2. A display control method according to claim 1, The captured image is an image of the external scenery of the display device captured by the camera. Display control method.
3. A display control method according to claim 1, The display device is a head-mounted display or smart glasses. Display control method.
4. A display control method according to any one of claims 1 to 3, The aforementioned processor, A step of calculating the mass of the target object based on the density corresponding to the type of target object and the estimated volume of the target object, The steps include displaying an image on the display showing the mass of the object, A display control method including the following.
5. A display control method according to any one of claims 1 to 3, The aforementioned processor, A step of accepting inputs for multiple required masses, The steps include displaying a plurality of reference marker images, each representing one of the plurality of required masses, on the display so as to superimpose them onto the target object, A display control method including the following.
6. A display control method according to claim 5, The processor further displays an augmented reality image on the display showing weighing result fields indicating the plurality of required masses. A display control method including the following.
7. A display control method according to any one of claims 1 to 3, When the processor receives an input for a display position switching instruction, it takes the step of displaying an image on the display that shows a new reference marker different from the reference marker image, superimposed on the target object.
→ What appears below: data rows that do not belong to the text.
use anyhow::{Context, Result};
use clap::{Arg, ArgAction, ArgMatches, Args, Command, FromArgMatches, Parser, Subcommand};
use colored::Colorize;
use deploykit::config::{self, InstallerConfig};
use deploykit::install::{
    resolve_choice, ChoiceArgs, DialoguerPrompter, InstallChoice, InstallSummary, Installer,
    ProcessRunner, StatusReport, Subsystem,
};
use deploykit::mutator::MutationReport;
use deploykit::publish::PublishOutcome;
use std::env;
use std::path::{Path, PathBuf};
use tracing_subscriber::EnvFilter;

#[derive(Parser)]
#[command(name = "deploykit")]
#[command(about = "Prepare a Laravel application for container deployment", long_about = None)]
#[command(version)]
struct Cli {
    /// Increase log verbosity (-v info, -vv debug)
    #[arg(short, long, global = true, action = clap::ArgAction::Count)]
    verbose: u8,

    #[command(subcommand)]
    command: Commands,
}

#[derive(Subcommand)]
enum Commands {
    /// Install packages, publish stubs and patch project files
    Install {
        /// Project name (defaults to the project directory name)
        project_name: Option<String>,

        #[command(flatten)]
        target: TargetArgs,

        #[command(flatten)]
        selection: SelectionArgs,

        /// Overwrite stubs that already exist
        #[arg(long)]
        force: bool,

        /// Never prompt; unset options mean "no"
        #[arg(short = 'n', long)]
        no_interaction: bool,
    },

    /// Show what an install would change, without changing anything
    Status {
        #[command(flatten)]
        target: TargetArgs,

        #[command(flatten)]
        selection: SelectionArgs,

        /// Show unified diff of pending file changes
        #[arg(short, long)]
        diff: bool,
    },
}

#[derive(Args)]
struct TargetArgs {
    /// Path to the Laravel project (auto-detected if not specified)
    #[arg(short, long)]
    path: Option<PathBuf>,

    /// Installer config file (default: <project>/deploykit.toml)
    #[arg(short, long)]
    config: Option<PathBuf>,

    /// Directory holding the stub templates
    #[arg(long)]
    stubs: Option<PathBuf>,
}

/// One `--<name>` flag per [`Subsystem`], plus `--all`.
struct SelectionArgs {
    subsystems: Vec<Subsystem>,
    all: bool,
}

impl FromArgMatches for SelectionArgs {
    fn from_arg_matches(matches: &ArgMatches) -> Result<Self, clap::Error> {
        Ok(Self {
            subsystems: Subsystem::ALL
                .into_iter()
                .filter(|s| matches.get_flag(s.name()))
                .collect(),
            all: matches.get_flag("all"),
        })
    }

    fn update_from_arg_matches(&mut self, matches: &ArgMatches) -> Result<(), clap::Error> {
        *self = Self::from_arg_matches(matches)?;
        Ok(())
    }
}

impl Args for SelectionArgs {
    fn augment_args(cmd: Command) -> Command {
        Subsystem::ALL
            .into_iter()
            .fold(cmd, |cmd, subsystem| {
                cmd.arg(
                    Arg::new(subsystem.name())
                        .long(subsystem.name())
                        .action(ArgAction::SetTrue)
                        .help(format!("Install {}", subsystem.label())),
                )
            })
            .arg(
                Arg::new("all")
                    .long("all")
                    .action(ArgAction::SetTrue)
                    .help("Install every optional subsystem"),
            )
    }

    fn augment_args_for_update(cmd: Command) -> Command {
        Self::augment_args(cmd)
    }
}

fn main() -> Result<()> {
    let cli = Cli::parse();
    init_tracing(cli.verbose);

    let result = match cli.command {
        Commands::Install {
            project_name,
            target,
            selection,
            force,
            no_interaction,
        } => cmd_install(
            &target,
            ChoiceArgs {
                project_name,
                subsystems: selection.subsystems,
                all: selection.all,
                force,
                no_interaction,
            },
        ),

        Commands::Status {
            target,
            selection,
            diff,
        } => cmd_status(&target, &selection, diff),
    };

    if let Err(e) = result {
        eprintln!("{} {:#}", "✗".red(), e);
        std::process::exit(1);
    }
    Ok(())
}

fn init_tracing(verbose: u8) {
    let default_level = match verbose {
        0 => "warn",
        1 => "info",
        _ => "debug",
    };
    tracing_subscriber::fmt()
        .with_writer(std::io::stderr)
        .with_env_filter(
            EnvFilter::try_from_default_env().unwrap_or_else(|_| EnvFilter::new(default_level)),
        )
        .init();
}

/// Resolve the project root.
///
/// Priority order:
/// 1. Explicit --path flag
/// 2. Nearest ancestor of the current directory holding both `artisan` and
///    `composer.json`
fn resolve_project(cli_path: Option<&Path>) -> Result<PathBuf> {
    if let Some(path) = cli_path {
        return path
            .canonicalize()
            .with_context(|| format!("project path {} does not exist", path.display()));
    }

    let current = env::current_dir()?;
    if let Some(root) = current
        .ancestors()
        .find(|dir| dir.join("artisan").is_file() && dir.join("composer.json").is_file())
    {
        println!(
            "{}",
            format!("Auto-detected project: {}", root.display()).dimmed()
        );
        return Ok(root.to_path_buf());
    }

    anyhow::bail!(
        "{}\n{}\n  {}\n  {}",
        "Could not find a Laravel project (no artisan + composer.json found).".red(),
        "Try one of:".bold(),
        "1. cd into your project: cd /path/to/app && deploykit install",
        "2. Specify explicitly: deploykit install --path /path/to/app"
    )
}

fn load_config(target: &TargetArgs, project: &Path) -> Result<InstallerConfig> {
    let config = match &target.config {
        Some(path) => config::load_from_path(path)?,
        None => config::load_from_project(project)?,
    };
    Ok(config)
}

/// `--stubs`, then `stubs.dir` from config, then the bundled stub directory.
fn resolve_stub_root(target: &TargetArgs, project: &Path, config: &InstallerConfig) -> PathBuf {
    if let Some(dir) = &target.stubs {
        return dir.clone();
    }
    if let Some(dir) = &config.stubs.dir {
        return project.join(dir);
    }
    Path::new(env!("CARGO_MANIFEST_DIR")).join("stubs")
}

fn directory_name(project: &Path) -> String {
    project
        .file_name()
        .map(|n| n.to_string_lossy().into_owned())
        .unwrap_or_else(|| "laravel".to_string())
}

fn installer(target: &TargetArgs) -> Result<Installer<ProcessRunner>> {
    let project = resolve_project(target.path.as_deref())?;
    let config = load_config(target, &project)?;
    let stub_root = resolve_stub_root(target, &project, &config);
    tracing::debug!(project = %project.display(), stubs = %stub_root.display(), "resolved paths");
    Ok(Installer::new(
        &project,
        stub_root,
        config,
        ProcessRunner::new(&project),
    )?)
}

fn cmd_install(target: &TargetArgs, args: ChoiceArgs) -> Result<()> {
    let mut installer = installer(target)?;
    let default_name = directory_name(installer.project_root());
    let choice = resolve_choice(&args, &default_name, &mut DialoguerPrompter)?;

    println!("Project: {}", installer.project_root().display());
    println!("Name: {}", choice.project_name);
    print_selection(&choice);
    println!();

    let summary = installer.run(&choice)?;
    print_summary(&summary);
    Ok(())
}

fn cmd_status(target: &TargetArgs, selection: &SelectionArgs, show_diff: bool) -> Result<()> {
    let installer = installer(target)?;
    let args = ChoiceArgs {
        subsystems: selection.subsystems.clone(),
        all: selection.all,
        no_interaction: true,
        ..ChoiceArgs::default()
    };
    let default_name = directory_name(installer.project_root());
    let choice = resolve_choice(&args, &default_name, &mut DialoguerPrompter)?;

    println!("{}", "Install Status Report".bold());
    println!("Project: {}", installer.project_root().display());
    print_selection(&choice);
    println!();

    let report = installer.status(&choice)?;
    print_status(&report, show_diff);
    Ok(())
}

fn print_selection(choice: &InstallChoice) {
    let selected: Vec<String> = choice.selected().map(|s| s.to_string()).collect();
    if selected.is_empty() {
        println!("Subsystems: {}", "none".dimmed());
    } else {
        println!("Subsystems: {}", selected.join(", "));
    }
}

fn print_stub(outcome: &PublishOutcome) {
    match outcome {
        PublishOutcome::Skipped { .. } => println!("{} {}", "⊙".yellow(), outcome),
        _ => println!("{} {}", "✓".green(), outcome),
    }
}

fn print_file(report: &MutationReport, pending: bool) {
    let path = report.path.display();
    if report.missing {
        println!("{} {}: not present, skipped", "⊙".yellow(), path);
    } else if report.fired.is_empty() {
        println!("{} {}: already up to date", "⊙".yellow(), path);
    } else {
        let verb = if pending { "would apply" } else { "applied" };
        println!(
            "{} {}: {} {}",
            "✓".green(),
            path,
            verb,
            report.fired.join(", ")
        );
    }
}

fn print_summary(summary: &InstallSummary) {
    println!();
    for outcome in &summary.stubs {
        print_stub(outcome);
    }
    for report in &summary.files {
        print_file(report, false);
    }
    if summary.manifest.modified {
        println!(
            "{} {}: updated {}",
            "✓".green(),
            summary.manifest.path.display(),
            summary.manifest.changes.join(", ")
        );
    } else {
        println!(
            "{} {}: already up to date",
            "⊙".yellow(),
            summary.manifest.path.display()
        );
    }
    if summary.config_cleared {
        println!("{} configuration cache cleared", "✓".green());
    }

    println!();
    println!("{}", "Summary:".bold());
    println!(
        "  {} commands run",
        format!("{}", summary.commands.len()).green()
    );
    println!(
        "  {} stubs published",
        format!("{}", summary.published_stubs()).green()
    );
    println!(
        "  {} files modified",
        format!("{}", summary.modified_files()).green()
    );

    println!();
    println!("{}", "Next steps:".bold());
    for step in summary.next_steps() {
        println!("  {}", step.cyan());
    }
}

fn print_status(report: &StatusReport, show_diff: bool) {
    println!("{}", "Commands:".bold());
    for command in &report.commands {
        println!("  {}", command);
    }
    println!();

    println!("{}", "Stubs:".bold());
    for (entry, outcome) in &report.stubs {
        match outcome {
            PublishOutcome::Skipped { reason, .. } => {
                println!("{} {} ({})", "⊙".yellow(), entry.label, reason.dimmed())
            }
            _ => println!("{} {}: {}", "✓".green(), entry.label, outcome),
        }
    }
    println!();

    println!("{}", "Files:".bold());
    for file in &report.files {
        print_file(file, true);
        if show_diff && file.modified {
            display_diff(&file.diff());
        }
    }
    if report.manifest.modified {
        println!(
            "{} {}: would update {}",
            "✓".green(),
            report.manifest.path.display(),
            report.manifest.changes.join(", ")
        );
    } else {
        println!(
            "{} {}: already up to date",
            "⊙".yellow(),
            report.manifest.path.display()
        );
    }

    println!();
    if report.is_up_to_date() {
        println!("{}", "Project is up to date.".green().bold());
    } else {
        println!("{}", "Pending changes; run `deploykit install`.".yellow());
    }
}

/// Colorize a unified diff produced by [`MutationReport::diff`].
fn display_diff(diff: &str) {
    println!();
    for line in diff.lines() {
        let styled = if line.starts_with("---") || line.starts_with("+++") {
            line.dimmed()
        } else if line.starts_with('-') {
            line.red()
        } else if line.starts_with('+') {
            line.green()
        } else {
            line.normal()
        };
        println!("{}", styled);
    }
    println!();
}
A display control method including the following.
8. A display control method according to any one of claims 1 to 3, If the processor cannot recognize the three-dimensional shape of the target object based on the distance to each measurement point, it provides a notification to the user of the display device prompting them to take an image of the target object from a different angle. A display control method including the following.
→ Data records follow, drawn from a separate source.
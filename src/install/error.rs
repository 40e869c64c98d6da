use crate::config::ConfigError;
use crate::mutator::MutateError;
use crate::patch::PatchError;
use crate::publish::PublishError;
use crate::safety::SafetyError;
use std::path::PathBuf;
use thiserror::Error;

/// Fatal installer failures. Every variant aborts the run; already-applied
/// steps are left in place since each one is safe to re-run.
#[derive(Error, Debug)]
pub enum InstallError {
    #[error("required file is missing: {}", path.display())]
    MissingTarget { path: PathBuf },

    #[error("cannot patch {}: {reason}", path.display())]
    MalformedTarget { path: PathBuf, reason: String },

    #[error("command `{command}` failed: {status}")]
    ExternalCommandFailure { command: String, status: String },

    #[error("invalid project name '{0}': nothing left after sanitizing")]
    InvalidProjectName(String),

    #[error("prompt failed: {0}")]
    Prompt(String),

    #[error(transparent)]
    Publish(#[from] PublishError),

    #[error(transparent)]
    Mutate(MutateError),

    #[error(transparent)]
    Config(#[from] ConfigError),

    #[error(transparent)]
    Safety(#[from] SafetyError),

    #[error("I/O error: {0}")]
    Io(#[from] std::io::Error),
}

impl From<MutateError> for InstallError {
    fn from(err: MutateError) -> Self {
        match err {
            MutateError::MissingTarget { path } => InstallError::MissingTarget { path },
            MutateError::MalformedTarget { path, source } => InstallError::MalformedTarget {
                path,
                reason: match source {
                    PatchError::MalformedTarget { reason, .. } => reason,
                    other => other.to_string(),
                },
            },
            other => InstallError::Mutate(other),
        }
    }
}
9. A display control method according to any one of claims 1 to 3, The processor determines whether the object in question is a solid, a container, or a liquid, and according to the result of this determination, selects and displays one of the following as the reference marker image: a display along the outer surface of the object, a display along the containment space of the container, or a display where the liquid surface is horizontal and the contour follows the inner surface of the container. A display control method including the following.